In the presentation, I spoke about five different ways that you can create an OpenShift development environment within minutes. This included oc cluster up, Vagrant All in One Box, Minishift, a Fabric8 technology, and the Red Hat Development Suite. My goal through the presentation was to get developers up and working with OpenShift very quickly.
oc cluster up
This is included in OpenShift Origin 3.3+ and Red Hat OpenShift Container Platform 3.3+, which allows you to create an OpenShift Container Platform environment in a containerized environment. It’s actually creating a containerized platform in a container. It has a lot of flexibility and runs on Windows, Linux, and macOS.
This is the only option that we have here that allows you to use both Origin, which is the upstream version of OpenShift, and the Red Hat Enterprise version as well. It’s very simple, and all you really need to run this is Docker and the OpenShift client tool (oc). If you have those installed, it’s a simple oc cluster up command and you have an environment ready to start running.
$ oc cluster up --use-existing-config \
Vagrant All-in-One Box
This is a virtual machine, created by the OpenShift community using Vagrant. Vagrant’s a tool for building and managing VMs. This was a very well received project and it’s one of the initial projects to be able to create these development environments for OpenShift. It’s still very valid method if you have a Vagrant environment. However, the community is now shifting, pun intended, to Minishift, which we’ll talk about next.
If a user really wants to use Vagrant, this is still a valid method. It has to be understood that this specific Vagrant box is going to stay at version 3.3. It’s not going to be upgraded, but there are other Vagrant boxes available.

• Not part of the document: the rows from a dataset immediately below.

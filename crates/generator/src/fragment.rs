//! Intermediate markup tree. The renderer builds fragments; the HTML
//! serializer is the only place user content meets output text, and it
//! escapes everything on the way through.

/// HTML-escape a string for both text nodes and attribute values.
///
/// Escapes: & < > " '
pub fn escape(s: &str) -> String {
    let mut out = String::with_capacity(s.len());
    for c in s.chars() {
        match c {
            '&' => out.push_str("&amp;"),
            '<' => out.push_str("&lt;"),
            '>' => out.push_str("&gt;"),
            '"' => out.push_str("&quot;"),
            '\'' => out.push_str("&#x27;"),
            _ => out.push(c),
        }
    }
    out
}

#[derive(Debug, Clone, PartialEq)]
pub enum Fragment {
    Element(Element),
    Text(String),
}

impl Fragment {
    pub fn text(s: impl Into<String>) -> Fragment {
        Fragment::Text(s.into())
    }

    pub fn to_html(&self) -> String {
        let mut out = String::new();
        self.write_html(&mut out);
        out
    }

    fn write_html(&self, out: &mut String) {
        match self {
            Fragment::Text(text) => out.push_str(&escape(text)),
            Fragment::Element(el) => el.write_html(out),
        }
    }
}

impl From<Element> for Fragment {
    fn from(el: Element) -> Self {
        Fragment::Element(el)
    }
}

/// Elements with no closing tag and no children.
const VOID_TAGS: &[&str] = &["img", "input", "br", "hr", "meta", "link"];

#[derive(Debug, Clone, PartialEq)]
pub struct Element {
    tag: &'static str,
    classes: Vec<String>,
    attrs: Vec<(&'static str, String)>,
    children: Vec<Fragment>,
}

impl Element {
    pub fn new(tag: &'static str) -> Self {
        Element {
            tag,
            classes: Vec::new(),
            attrs: Vec::new(),
            children: Vec::new(),
        }
    }

    /// Add one or more space-separated classes.
    pub fn class(mut self, class: impl Into<String>) -> Self {
        let class = class.into();
        self.classes
            .extend(class.split_whitespace().map(str::to_string));
        self
    }

    pub fn attr(mut self, name: &'static str, value: impl Into<String>) -> Self {
        self.attrs.push((name, value.into()));
        self
    }

    /// Boolean attribute (`required`, `allowfullscreen`), rendered without
    /// a value.
    pub fn flag(mut self, name: &'static str) -> Self {
        self.attrs.push((name, String::new()));
        self
    }

    pub fn child(mut self, child: impl Into<Fragment>) -> Self {
        self.children.push(child.into());
        self
    }

    pub fn children(mut self, children: impl IntoIterator<Item = Fragment>) -> Self {
        self.children.extend(children);
        self
    }

    pub fn text(self, text: impl Into<String>) -> Self {
        self.child(Fragment::text(text))
    }

    fn write_html(&self, out: &mut String) {
        out.push('<');
        out.push_str(self.tag);
        if !self.classes.is_empty() {
            out.push_str(" class=\"");
            out.push_str(&escape(&self.classes.join(" ")));
            out.push('"');
        }
        for (name, value) in &self.attrs {
            out.push(' ');
            out.push_str(name);
            if !value.is_empty() {
                out.push_str("=\"");
                out.push_str(&escape(value));
                out.push('"');
            }
        }
        out.push('>');
        if VOID_TAGS.contains(&self.tag) {
            return;
        }
        for child in &self.children {
            child.write_html(out);
        }
        out.push_str("</");
        out.push_str(self.tag);
        out.push('>');
    }
}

$ vagrant init openshift/origin-all-in-one
$ vagrant up --provider=virtualbox
This is gaining a lot of traction and where the community is heading. It doesn’t matter if you’re Windows, Linux, or Mac. This tool runs OpenShift locally using a single node OpenShift cluster in a virtual machine using a driver, such as virtualbox, kvm, xhyve, or Hyper-V, unlike oc cluster up, which uses a container. Many people found value with Minishift, as it provides parameters for customizing settings such as disk size, cpu, and memory.
$ minishift start --cpus=2 --disk-size=20g --memory=2048
Fabric8 Maven Plugin
This is an open source microservices platform, utilizing Docker, Jenkins, and OpenShift, Kubernetes. In fact, through this microservice type of framework, you can create your own OpenShift environment easily. I was specifically calling out this Maven Plugin, mostly because I wanted to show that it’s easy to spin up OpenShift inside a Maven project. In turn, this calls Minishift behind the scenes. You get all the functionality of Minishift within your Maven environment as well.
$ mvn fabric8:cluster-start -Dfabric8.cluster.kind=openshift
Red Hat Development Suite
The Red Hat Development Suite is a product available through the Red Hat Developer subscription, which is free for developers and is currently only available for Windows and Macintosh. I spoke of the RH Development Suite as it had an extremely easy installer, which allows you to pick all the components that you don’t have installed in your system and configures everything for you. Within minutes, you have your VirtualBox, your Vagrants, and your Red Hat Container Development Kit, all installed and ready for you to start using it as an OpenShift environment.
If you’re using Linux, you can still get the same functionality by using the Red Hat Container Development Kit, you just don’t get the installer.
I concluded my talk with a demo of my favorite option, oc cluster up, which required little upfront preparation, runs in a containerized environment and allows the usage of OpenShift Container Platform.